[[ Exercise data, beginning ]]

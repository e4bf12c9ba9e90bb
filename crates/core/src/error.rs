use thiserror::Error;

#[derive(Debug, Error)]
pub enum StoreError {
    #[error("postgres error: {0}")]
    Postgres(#[from] tokio_postgres::Error),

    #[error("not found: {0}")]
    NotFound(String),

    #[error("embedding dimension {actual} does not match expected {expected}")]
    DimensionMismatch { expected: usize, actual: usize },

    #[error("value not representable in store: {0}")]
    Invalid(String),
}

#[derive(Debug, Error)]
pub enum EmbeddingError {
    #[error("http error: {0}")]
    Http(#[from] reqwest::Error),

    #[error("embedding provider failed: {0}")]
    Provider(String),

    #[error("embedding provider api key is not set")]
    MissingApiKey,

    #[error("provider returned {actual} vectors for {expected} inputs")]
    CountMismatch { expected: usize, actual: usize },

    #[error("embedding dimension {actual} does not match expected {expected}")]
    DimensionMismatch { expected: usize, actual: usize },
}

#[derive(Debug, Error)]
pub enum IngestError {
    #[error("io error: {0}")]
    Io(#[from] std::io::Error),

    #[error("pdf parse error: {0}")]
    PdfParse(String),

    #[error("invalid argument: {0}")]
    InvalidArgument(String),

    #[error("not found: {0}")]
    NotFound(String),

    #[error("refusing to store embedding of length {actual} (expected {expected})")]
    DimensionMismatch { expected: usize, actual: usize },

    #[error("embedding failed: {0}")]
    Embedding(EmbeddingError),

    #[error("store error: {0}")]
    Store(StoreError),

    #[error("serialize error: {0}")]
    Serialization(#[from] serde_json::Error),

    #[error("csv error: {0}")]
    Csv(#[from] csv::Error),

    #[error("http error: {0}")]
    Http(#[from] reqwest::Error),

    #[error("download failed: {0}")]
    Download(String),
}

impl From<StoreError> for IngestError {
    fn from(value: StoreError) -> Self {
        match value {
            StoreError::NotFound(what) => Self::NotFound(what),
            StoreError::DimensionMismatch { expected, actual } => {
                Self::DimensionMismatch { expected, actual }
            }
            other => Self::Store(other),
        }
    }
}

impl From<EmbeddingError> for IngestError {
    fn from(value: EmbeddingError) -> Self {
        match value {
            EmbeddingError::DimensionMismatch { expected, actual } => {
                Self::DimensionMismatch { expected, actual }
            }
            other => Self::Embedding(other),
        }
    }
}

#[derive(Debug, Error)]
pub enum SearchError {
    #[error("invalid search request: {0}")]
    Validation(String),

    #[error("not found: {0}")]
    NotFound(String),

    #[error("query vector dimension {actual} does not match index dimension {expected}")]
    DimensionMismatch { expected: usize, actual: usize },

    #[error("invalid response from {backend}: {details}")]
    BackendResponse { backend: String, details: String },

    #[error("query embedding failed: {0}")]
    Embedding(EmbeddingError),

    #[error("store error: {0}")]
    Store(StoreError),

    #[error("http error: {0}")]
    Http(#[from] reqwest::Error),

    #[error("url parse error: {0}")]
    Url(#[from] url::ParseError),

    #[error("serialize error: {0}")]
    Serialization(#[from] serde_json::Error),
}

impl From<StoreError> for SearchError {
    fn from(value: StoreError) -> Self {
        match value {
            StoreError::NotFound(what) => Self::NotFound(what),
            StoreError::DimensionMismatch { expected, actual } => {
                Self::DimensionMismatch { expected, actual }
            }
            other => Self::Store(other),
        }
    }
}

impl From<EmbeddingError> for SearchError {
    fn from(value: EmbeddingError) -> Self {
        match value {
            EmbeddingError::DimensionMismatch { expected, actual } => {
                Self::DimensionMismatch { expected, actual }
            }
            other => Self::Embedding(other),
        }
    }
}
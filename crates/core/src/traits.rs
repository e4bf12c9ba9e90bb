use crate::error::StoreError;
use crate::models::{
    Chunk, Document, EmbeddingRecord, HeadingEntry, NeighborRow, NewDocument, PageText,
    QueryFilters, StoredChunk,
};
use async_trait::async_trait;
use std::collections::BTreeMap;

#[async_trait]
pub trait DocumentStore: Send + Sync {
    async fn register_document(&self, document: &NewDocument) -> Result<Document, StoreError>;

    async fn get_document(&self, document_id: i64) -> Result<Option<Document>, StoreError>;

    async fn list_documents(&self) -> Result<Vec<Document>, StoreError>;

    async fn set_local_path(&self, document_id: i64, local_path: &str) -> Result<Document, StoreError>;

    async fn set_page_count(&self, document_id: i64, page_count: u32) -> Result<(), StoreError>;

    /// Upserts pages keyed by `(document_id, page_number)` as one batch.
    async fn upsert_pages(&self, pages: &[PageText]) -> Result<(), StoreError>;

    async fn page_texts(&self, document_id: i64) -> Result<BTreeMap<u32, String>, StoreError>;

    /// Replaces the stored outline of a document as one batch.
    async fn replace_toc(&self, document_id: i64, entries: &[HeadingEntry]) -> Result<(), StoreError>;

    /// Stored outline ordered by `order_index`.
    async fn toc_entries(&self, document_id: i64) -> Result<Vec<HeadingEntry>, StoreError>;
}

#[async_trait]
pub trait ChunkStore: Send + Sync {
    /// Deletes every chunk of the document and inserts `chunks`, atomically.
    /// Readers observe either the old set or the new one, never a mix.
    async fn replace_chunks(&self, document_id: i64, chunks: &[Chunk]) -> Result<usize, StoreError>;

    /// Chunks of a document ordered by id.
    async fn chunks_for_document(&self, document_id: i64) -> Result<Vec<StoredChunk>, StoreError>;

    async fn get_chunk(&self, chunk_id: i64) -> Result<Option<StoredChunk>, StoreError>;
}

#[async_trait]
pub trait VectorIndex: Send + Sync {
    fn dimensions(&self) -> usize;

    /// Upserts one batch of embeddings and commits it. A vector of the wrong
    /// width rejects the whole batch before anything is written.
    async fn upsert_embeddings(
        &self,
        records: &[EmbeddingRecord],
        model: &str,
    ) -> Result<(), StoreError>;

    /// Embedded chunks matching `filters`, with their L2 distance to
    /// `query_vector`, ascending by distance then chunk id. `limit: None`
    /// returns every match.
    async fn nearest_chunks(
        &self,
        query_vector: &[f32],
        filters: &QueryFilters,
        limit: Option<usize>,
    ) -> Result<Vec<NeighborRow>, StoreError>;

    async fn stats(&self) -> Result<StoreStats, StoreError>;
}

#[derive(Debug, Clone, Copy, Default, PartialEq, Eq, serde::Serialize)]
pub struct StoreStats {
    pub documents: u64,
    pub chunks: u64,
    pub embeddings: u64,
}

/// Everything the ingestion pipeline needs from a backend.
pub trait ManualStore: DocumentStore + ChunkStore + VectorIndex {}

impl<T> ManualStore for T where T: DocumentStore + ChunkStore + VectorIndex {}
fn chunk_from_row(row: &Row) -> Result<StoredChunk, StoreError> {
    let section_path: Option<String> = row.try_get("section_path")?;
    Ok(StoredChunk {
        id: row.try_get("id")?,
        chunk: Chunk {
            document_id: row.try_get("document_id")?,
            section_path: section_path.unwrap_or_default(),
            level: from_db_int(row.try_get("level")?, "level")?,
            start_page: from_db_int(row.try_get("start_page")?, "start_page")?,
            end_page: from_db_int(row.try_get("end_page")?, "end_page")?,
            chunk_index: from_db_int(row.try_get("chunk_index")?, "chunk_index")?,
            content: row.try_get("content")?,
        },
    })
}

#[async_trait]
impl DocumentStore for PgVectorStore {
    async fn register_document(&self, document: &NewDocument) -> Result<Document, StoreError> {
        let sql = format!(
            "INSERT INTO documents (title, source_url, local_path) VALUES ($1, $2, $3) \
             RETURNING {DOCUMENT_COLUMNS}"
        );
        let client = self.client.read().await;
        let row = client
            .query_one(
                &sql,
                &[&document.title, &document.source_url, &document.local_path],
            )
            .await?;
        document_from_row(&row)
    }

    async fn get_document(&self, document_id: i64) -> Result<Option<Document>, StoreError> {
        let sql = format!("SELECT {DOCUMENT_COLUMNS} FROM documents WHERE id = $1");
        let client = self.client.read().await;
        client
            .query_opt(&sql, &[&document_id])
            .await?
            .as_ref()
            .map(document_from_row)
            .transpose()
    }

    async fn list_documents(&self) -> Result<Vec<Document>, StoreError> {
        let sql = format!("SELECT {DOCUMENT_COLUMNS} FROM documents ORDER BY id ASC");
        let client = self.client.read().await;
        client
            .query(&sql, &[])
            .await?
            .iter()
            .map(document_from_row)
            .collect()
    }

    async fn set_local_path(&self, document_id: i64, local_path: &str) -> Result<Document, StoreError> {
        let sql = format!(
            "UPDATE documents SET local_path = $1 WHERE id = $2 RETURNING {DOCUMENT_COLUMNS}"
        );
        let client = self.client.read().await;
        let row = client
            .query_opt(&sql, &[&local_path, &document_id])
            .await?
            .ok_or_else(|| StoreError::NotFound(format!("document {document_id}")))?;
        document_from_row(&row)
    }

    async fn set_page_count(&self, document_id: i64, page_count: u32) -> Result<(), StoreError> {
        let page_count = to_db_int(page_count, "page_count")?;
        let client = self.client.read().await;
        let updated = client
            .execute(
                "UPDATE documents SET page_count = $1 WHERE id = $2",
                &[&page_count, &document_id],
            )
            .await?;
        if updated == 0 {
            return Err(StoreError::NotFound(format!("document {document_id}")));
        }
        Ok(())
    }

    async fn upsert_pages(&self, pages: &[PageText]) -> Result<(), StoreError> {
        if pages.is_empty() {
            return Ok(());
        }

        let mut client = self.client.write().await;
        let transaction = client.transaction().await?;
        let statement = transaction
            .prepare(
                "INSERT INTO document_pages (document_id, page_number, content) \
                 VALUES ($1, $2, $3) \
                 ON CONFLICT (document_id, page_number) DO UPDATE SET content = EXCLUDED.content",
            )
            .await?;
        for page in pages {
            let page_number = to_db_int(page.page_number, "page_number")?;
            transaction
                .execute(&statement, &[&page.document_id, &page_number, &page.content])
                .await?;
        }
        transaction.commit().await?;
        Ok(())
    }

    async fn page_texts(&self, document_id: i64) -> Result<BTreeMap<u32, String>, StoreError> {
        let client = self.client.read().await;
        let rows = client
            .query(
                "SELECT page_number, content FROM document_pages WHERE document_id = $1",
                &[&document_id],
            )
            .await?;

        rows.iter()
            .map(|row| {
                let page_number = from_db_int(row.try_get("page_number")?, "page_number")?;
                Ok((page_number, row.try_get("content")?))
            })
            .collect()
    }

    async fn replace_toc(&self, document_id: i64, entries: &[HeadingEntry]) -> Result<(), StoreError> {
        let mut client = self.client.write().await;
        let transaction = client.transaction().await?;
        transaction
            .execute(
                "DELETE FROM document_toc WHERE document_id = $1",
                &[&document_id],
            )
            .await?;
        let statement = transaction
            .prepare(
                "INSERT INTO document_toc (document_id, level, title, page_from, order_index) \
                 VALUES ($1, $2, $3, $4, $5)",
            )
            .await?;
        for entry in entries {
            let level = to_db_int(entry.level, "level")?;
            let page_from = to_db_int(entry.start_page, "start_page")?;
            transaction
                .execute(
                    &statement,
                    &[&document_id, &level, &entry.title, &page_from, &entry.order_index],
                )
                .await?;
        }
        transaction.commit().await?;
        Ok(())
    }

    async fn toc_entries(&self, document_id: i64) -> Result<Vec<HeadingEntry>, StoreError> {
        let client = self.client.read().await;
        let rows = client
            .query(
                "SELECT level, title, page_from, order_index FROM document_toc \
                 WHERE document_id = $1 ORDER BY order_index ASC",
                &[&document_id],
            )
            .await?;

        rows.iter()
            .map(|row| {
                let title: String = row.try_get("title")?;
                Ok(HeadingEntry::new(
                    from_db_int(row.try_get("level")?, "level")?,
                    title,
                    from_db_int(row.try_get("page_from")?, "page_from")?,
                    row.try_get("order_index")?,
                ))
            })
            .collect()
    }
}

#[async_trait]
impl ChunkStore for PgVectorStore {
    async fn replace_chunks(&self, document_id: i64, chunks: &[Chunk]) -> Result<usize, StoreError> {
        let mut client = self.client.write().await;
        let transaction = client.transaction().await?;

        let removed = transaction
            .execute(
                "DELETE FROM document_chunks WHERE document_id = $1",
                &[&document_id],
            )
            .await?;
        debug!(document_id, removed, "cleared previous chunks");

        let statement = transaction
            .prepare(
                "INSERT INTO document_chunks \
                 (document_id, section_path, level, start_page, end_page, chunk_index, content) \
                 VALUES ($1, $2, $3, $4, $5, $6, $7)",
            )
            .await?;
        for chunk in chunks {
            if chunk.document_id != document_id {
                return Err(StoreError::Invalid(format!(
                    "chunk for document {} in replacement of document {document_id}",
                    chunk.document_id
                )));
            }
            let level = to_db_int(chunk.level, "level")?;
            let start_page = to_db_int(chunk.start_page, "start_page")?;
            let end_page = to_db_int(chunk.end_page, "end_page")?;
            let chunk_index = to_db_int(chunk.chunk_index, "chunk_index")?;
            transaction
                .execute(
                    &statement,
                    &[
                        &document_id,
                        &chunk.section_path,
                        &level,
                        &start_page,
                        &end_page,
                        &chunk_index,
                        &chunk.content,
                    ],
                )
                .await?;
        }

        transaction.commit().await?;
        Ok(chunks.len())
    }

    async fn chunks_for_document(&self, document_id: i64) -> Result<Vec<StoredChunk>, StoreError> {
        let sql = format!(
            "SELECT {CHUNK_COLUMNS} FROM document_chunks WHERE document_id = $1 ORDER BY id ASC"
        );
        let client = self.client.read().await;
        client
            .query(&sql, &[&document_id])
            .await?
            .iter()
            .map(chunk_from_row)
            .collect()
    }

    async fn get_chunk(&self, chunk_id: i64) -> Result<Option<StoredChunk>, StoreError> {
        let sql = format!("SELECT {CHUNK_COLUMNS} FROM document_chunks WHERE id = $1");
        let client = self.client.read().await;
        client
            .query_opt(&sql, &[&chunk_id])
            .await?
            .as_ref()
            .map(chunk_from_row)
            .transpose()
    }
}

#[async_trait]
impl VectorIndex for PgVectorStore {
    fn dimensions(&self) -> usize {
        self.dimensions
    }

    async fn upsert_embeddings(
        &self,
        records: &[EmbeddingRecord],
        model: &str,
    ) -> Result<(), StoreError> {
        if let Some(record) = records
            .iter()
            .find(|record| record.vector.len() != self.dimensions)
        {
            return Err(StoreError::DimensionMismatch {
                expected: self.dimensions,
                actual: record.vector.len(),
            });
        }
        if records.is_empty() {
            return Ok(());
        }

        let mut client = self.client.write().await;
        let transaction = client.transaction().await?;
        let statement = transaction
            .prepare(
                "INSERT INTO chunk_embeddings (chunk_id, embedding, model) VALUES ($1, $2, $3) \
                 ON CONFLICT (chunk_id) DO UPDATE SET \
                     embedding = EXCLUDED.embedding, \
                     model = EXCLUDED.model, \
                     created_at = NOW()",
            )
            .await?;
        for record in records {
            let vector = Vector::from(record.vector.clone());
            transaction
                .execute(&statement, &[&record.chunk_id, &vector, &model])
                .await?;
        }
        transaction.commit().await?;
        Ok(())
    }

    async fn nearest_chunks(
        &self,
        query_vector: &[f32],
        filters: &QueryFilters,
        limit: Option<usize>,
    ) -> Result<Vec<NeighborRow>, StoreError> {
        if query_vector.len() != self.dimensions {
            return Err(StoreError::DimensionMismatch {
                expected: self.dimensions,
                actual: query_vector.len(),
            });
        }

        let vector = Vector::from(query_vector.to_vec());
        let min_chars = i32::try_from(filters.min_chars).unwrap_or(i32::MAX);
        let limit = limit
            .map(|value| {
                i64::try_from(value)
                    .map_err(|_| StoreError::Invalid(format!("limit {value} exceeds BIGINT")))
            })
            .transpose()?;

        // Optional filters are nullable parameters of one statement; NULL LIMIT means no limit.
        let sql = "SELECT c.id, c.document_id, d.title AS document_title, d.source_url, \
                    c.section_path, c.level, c.chunk_index, c.start_page, c.end_page, c.content, \
                    (ce.embedding <-> $1) AS distance \
             FROM chunk_embeddings ce \
             JOIN document_chunks c ON c.id = ce.chunk_id \
             LEFT JOIN documents d ON d.id = c.document_id \
             WHERE ($2::BIGINT IS NULL OR c.document_id = $2) \
               AND char_length(c.content) >= $3 \
               AND NOT (COALESCE(c.section_path, '') = ANY($4)) \
             ORDER BY distance ASC, c.id ASC \
             LIMIT $5";

        let client = self.client.read().await;
        let rows = client
            .query(
                sql,
                &[
                    &vector,
                    &filters.document_id,
                    &min_chars,
                    &filters.exclude_section_exact,
                    &limit,
                ],
            )
            .await?;

        rows.iter()
            .map(|row| {
                Ok(NeighborRow {
                    chunk_id: row.try_get("id")?,
                    document_id: row.try_get("document_id")?,
                    document_title: row.try_get("document_title")?,
                    source_url: row.try_get("source_url")?,
                    section_path: row.try_get("section_path")?,
                    level: from_db_int(row.try_get("level")?, "level")?,
                    chunk_index: from_db_int(row.try_get("chunk_index")?, "chunk_index")?,
                    start_page: from_db_int(row.try_get("start_page")?, "start_page")?,
                    end_page: from_db_int(row.try_get("end_page")?, "end_page")?,
                    content: row.try_get("content")?,
                    distance: row.try_get("distance")?,
                })
            })
            .collect()
    }

    async fn stats(&self) -> Result<StoreStats, StoreError> {
        let client = self.client.read().await;
        let row = client
            .query_one(
                "SELECT \
                    (SELECT COUNT(*) FROM documents) AS documents, \
                    (SELECT COUNT(*) FROM document_chunks) AS chunks, \
                    (SELECT COUNT(*) FROM chunk_embeddings) AS embeddings",
                &[],
            )
            .await?;

        let count = |column: &str| -> Result<u64, StoreError> {
            let value: i64 = row.try_get(column)?;
            u64::try_from(value).map_err(|_| StoreError::Invalid(format!("{column} count {value}")))
        };

        Ok(StoreStats {
            documents: count("documents")?,
            chunks: count("chunks")?,
            embeddings: count("embeddings")?,
        })
    }
}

[[ Exercise data, end ]]

• What is expected: Read the entries and show each line that mentions "JOIN".

• Answer for this exercise:
             JOIN document_chunks c ON c.id = ce.chunk_id \
             LEFT JOIN documents d ON d.id = c.document_id \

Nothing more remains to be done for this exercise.